How to complete this task:
Over all lines in the data below, count those holding "then" and give only the result.

[Opening Data provided section]

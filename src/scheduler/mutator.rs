//! Single-edit mutation with cascading repair or atomic rejection.
//!
//! # State machine
//!
//! ```text
//! Received -> Speculating -> Validating -> Committing  -> Done
//!                                      \-> RollingBack -> Done
//! ```
//!
//! The edit is applied to a clone of the current schedule. An edit is judged
//! only by the violations it introduces: violations the current schedule
//! already had (for instance an item that has since slipped into the past)
//! do not block an unrelated edit. If the only new violations are overlaps
//! with the pinned target, the overlapped tasks are shifted to their nearest
//! later free slot; tasks with no such slot are reported as
//! [`UnscheduledReason::DisplacedNoSlot`]. Anything else rolls back and the
//! input schedule is returned untouched.

use std::collections::HashSet;

use chrono::{DateTime, Duration, FixedOffset};
use tracing::{debug, info, warn};

use crate::config::EngineConfig;
use crate::error::{ScheduleError, ScheduleResult};
use crate::models::{
    DayRequest, EditIntent, Outcome, ReasonCode, RejectionRule, Schedule, ScheduledItem, Task,
    UnscheduledEntry, UnscheduledReason,
};
use crate::validation::{task_problems, validate_input, validate_schedule, RuleCode, Violation};

use super::placement::Timeline;
use super::report::OutcomeReporter;

/// Mutation lifecycle states (emitted as trace events).
#[derive(Debug, Clone, Copy, PartialEq, Eq)]
enum State {
    Received,
    Speculating,
    Validating,
    Committing,
    RollingBack,
    Done,
}

fn trace_state(state: State, intent: &EditIntent) {
    debug!(state = ?state, intent = intent.kind(), task_id = ?intent.target_id(), "mutation");
}

/// Applies structured edits to an existing schedule.
///
/// # Example
///
/// ```
/// use chrono::{DateTime, NaiveDate, NaiveTime};
/// use u_dayplan::models::{
///     BlockedInterval, DayRequest, EditIntent, ReasonCode, RejectionRule, Task, TimeConstraints,
/// };
/// use u_dayplan::scheduler::{Mutator, SynthesisMode, Synthesizer};
///
/// let at = |s: &str| DateTime::parse_from_rfc3339(s).unwrap();
/// let hm = |h, m| NaiveTime::from_hms_opt(h, m, 0).unwrap();
/// let request = DayRequest::new(
///     NaiveDate::from_ymd_opt(2026, 10, 19).unwrap(),
///     at("2026-10-19T08:00:00+09:00"),
///     TimeConstraints::new(hm(9, 0), hm(17, 0)),
/// )
/// .with_blocked(BlockedInterval::new("Standup", hm(9, 15), hm(9, 45)))
/// .with_task(Task::new("T1", "Report", 30));
///
/// let current = Synthesizer::new()
///     .synthesize(&request, SynthesisMode::FullPool)
///     .unwrap()
///     .schedule;
/// let intent = EditIntent::MoveTask {
///     task_id: "T1".into(),
///     requested_start: at("2026-10-19T09:15:00+09:00"),
/// };
///
/// let outcome = Mutator::new().apply_intent(&current, &request, &intent).unwrap();
/// assert_eq!(outcome.reason, ReasonCode::Rejected(RejectionRule::Overlap));
/// assert_eq!(outcome.schedule, current);
/// assert!(!outcome.changed);
/// ```
#[derive(Debug, Clone, Default)]
pub struct Mutator {
    config: EngineConfig,
}
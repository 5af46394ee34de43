//! Dispatching rules and rule engine for task ordering.
//!
//! The synthesizer walks the task pool in the order produced here. The
//! default engine is earliest deadline first, then priority descending,
//! then original input order. [`RuleEngine::slack_then_priority`] orders by
//! least slack instead.
//!
//! # Usage
//!
//! ```
//! use u_dayplan::dispatching::{RuleEngine, SchedulingContext};
//! use u_dayplan::dispatching::rules;
//!
//! let engine = RuleEngine::new()
//!     .with_rule(rules::Edd)
//!     .with_tie_breaker(rules::HighestPriority);
//! assert_eq!(engine.rule_names(), vec!["EDD", "PRIORITY"]);
//! ```
//!
//! # References
//!
//! - Pinedo (2016), "Scheduling: Theory, Algorithms, and Systems", Ch. 4
//! - Jackson (1955), earliest-due-date sequencing

mod context;
mod engine;
pub mod rules;

pub use context::SchedulingContext;
pub use engine::{RuleEngine, TieBreaker};

use crate::models::Task;
use std::fmt::Debug;

/// Score returned by a dispatching rule.
///
/// Lower scores = higher priority (scheduled first).
pub type RuleScore = f64;

/// A dispatching rule that evaluates task priority.
///
/// # Score Convention
/// **Lower score = higher priority.** Rules should return smaller values
/// for tasks that should be placed first.
pub trait DispatchingRule: Send + Sync + Debug {
    /// Rule name (e.g., "EDD").
    fn name(&self) -> &'static str;

    /// Evaluates the priority of a task given the current context.
    ///
    /// Returns a score where lower = higher priority.
    fn evaluate(&self, task: &Task, context: &SchedulingContext) -> RuleScore;

    /// Rule description.
    fn description(&self) -> &'static str {
        self.name()
    }
}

[Closing Data provided section]

Response:
2